MATERIAL PROVIDED:
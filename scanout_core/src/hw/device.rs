// Copyright 2026 the Scanout Authors
// SPDX-License-Identifier: Apache-2.0 OR MIT

use alloc::string::String;
use alloc::vec::Vec;
use core::fmt;

use super::connector::{ConnectorClass, ConnectorProbe};
use super::id::{ConnectorId, CrtcId, DeviceId, EncoderId, PlaneId};
use super::{Connector, Crtc, Encoder, Plane};

/// Everything a transport reports about a device at enumeration.
#[derive(Clone, Debug, Default)]
pub struct DeviceResources {
    /// Smallest framebuffer the device accepts, `(width, height)`.
    pub min_size: (u32, u32),
    /// Largest framebuffer the device accepts, `(width, height)`.
    pub max_size: (u32, u32),
    /// CRTCs in kernel order; `Crtc::index` must match the position.
    pub crtcs: Vec<Crtc>,
    /// Encoders in kernel order.
    pub encoders: Vec<Encoder>,
    /// Connectors in kernel order, writeback included.
    pub connectors: Vec<Connector>,
    /// Planes in kernel order.
    pub planes: Vec<Plane>,
}

/// Device enumeration errors.
#[derive(Clone, Copy, Debug, PartialEq, Eq)]
pub enum DeviceError {
    /// The node reported no CRTCs, connectors or encoders.
    NotKms,
}

impl fmt::Display for DeviceError {
    fn fmt(&self, f: &mut fmt::Formatter<'_>) -> fmt::Result {
        match self {
            Self::NotKms => f.write_str("device has no modesetting resources"),
        }
    }
}

impl core::error::Error for DeviceError {}

/// One scanout controller and the objects it owns.
#[derive(Clone, Debug)]
pub struct Device {
    id: DeviceId,
    path: String,
    min_size: (u32, u32),
    max_size: (u32, u32),
    connectors: Vec<Connector>,
    writeback_connectors: Vec<Connector>,
    encoders: Vec<Encoder>,
    crtcs: Vec<Crtc>,
    planes: Vec<Plane>,
}

impl Device {
    /// Builds a device from enumerated resources.
    ///
    /// # Errors
    ///
    /// Returns [`DeviceError::NotKms`] if any of the CRTC, connector or encoder
    /// counts is zero.
    ///
    /// # Panics
    ///
    /// Panics if a CRTC's `index` does not match its position.
    pub fn new(
        id: DeviceId,
        path: impl Into<String>,
        resources: DeviceResources,
    ) -> Result<Self, DeviceError> {
        if resources.crtcs.is_empty()
            || resources.connectors.is_empty()
            || resources.encoders.is_empty()
        {
            return Err(DeviceError::NotKms);
        }
        for (i, crtc) in resources.crtcs.iter().enumerate() {
            assert!(
                crtc.index as usize == i,
                "CRTC {:?} has index {} but sits at position {i}",
                crtc.id,
                crtc.index
            );
        }
        let (writeback_connectors, connectors) = resources
            .connectors
            .into_iter()
            .partition(|c| c.class() == ConnectorClass::Writeback);
        Ok(Self {
            id,
            path: path.into(),
            min_size: resources.min_size,
            max_size: resources.max_size,
            connectors,
            writeback_connectors,
            encoders: resources.encoders,
            crtcs: resources.crtcs,
            planes: resources.planes,
        })
    }

    /// Device id.
    #[inline]
    #[must_use]
    pub const fn id(&self) -> DeviceId {
        self.id
    }

    /// Node path the device was opened from.
    #[inline]
    #[must_use]
    pub fn path(&self) -> &str {
        &self.path
    }

    /// Smallest framebuffer size.
    #[inline]
    #[must_use]
    pub const fn min_size(&self) -> (u32, u32) {
        self.min_size
    }

    /// Largest framebuffer size.
    #[inline]
    #[must_use]
    pub const fn max_size(&self) -> (u32, u32) {
        self.max_size
    }

    /// Non-writeback connectors in kernel order.
    #[inline]
    #[must_use]
    pub fn connectors(&self) -> &[Connector] {
        &self.connectors
    }

    /// Writeback connectors, kept apart from displays.
    #[inline]
    #[must_use]
    pub fn writeback_connectors(&self) -> &[Connector] {
        &self.writeback_connectors
    }

    /// Encoders in kernel order.
    #[inline]
    #[must_use]
    pub fn encoders(&self) -> &[Encoder] {
        &self.encoders
    }

    /// CRTCs in kernel order.
    #[inline]
    #[must_use]
    pub fn crtcs(&self) -> &[Crtc] {
        &self.crtcs
    }

    /// Planes in kernel order.
    #[inline]
    #[must_use]
    pub fn planes(&self) -> &[Plane] {
        &self.planes
    }

    /// Looks up a connector.
    #[must_use]
    pub fn connector(&self, id: ConnectorId) -> Option<&Connector> {
        self.connectors.iter().find(|c| c.id == id)
    }

    /// Looks up an encoder.
    #[must_use]
    pub fn encoder(&self, id: EncoderId) -> Option<&Encoder> {
        self.encoders.iter().find(|e| e.id == id)
    }

    /// Looks up a CRTC.
    #[must_use]
    pub fn crtc(&self, id: CrtcId) -> Option<&Crtc> {
        self.crtcs.iter().find(|c| c.id == id)
    }

    /// Looks up a plane.
    #[must_use]
    pub fn plane(&self, id: PlaneId) -> Option<&Plane> {
        self.planes.iter().find(|p| p.id == id)
    }

    /// Re-reads a connector's state after a hotplug event.
    ///
    /// Returns `false` if the connector is unknown.
    pub fn refresh_connector(&mut self, id: ConnectorId, probe: ConnectorProbe) -> bool {
        match self.connectors.iter_mut().find(|c| c.id == id) {
            Some(connector) => {
                connector.refresh(probe);
                true
            }
            None => false,
        }
    }
}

BRIEF: Search the data above for the word "match". Copy each line it is in.

SOLUTION TO THIS TASK:
    /// CRTCs in kernel order; `Crtc::index` must match the position.
        match self {
    /// Panics if a CRTC's `index` does not match its position.
        match self.connectors.iter_mut().find(|c| c.id == id) {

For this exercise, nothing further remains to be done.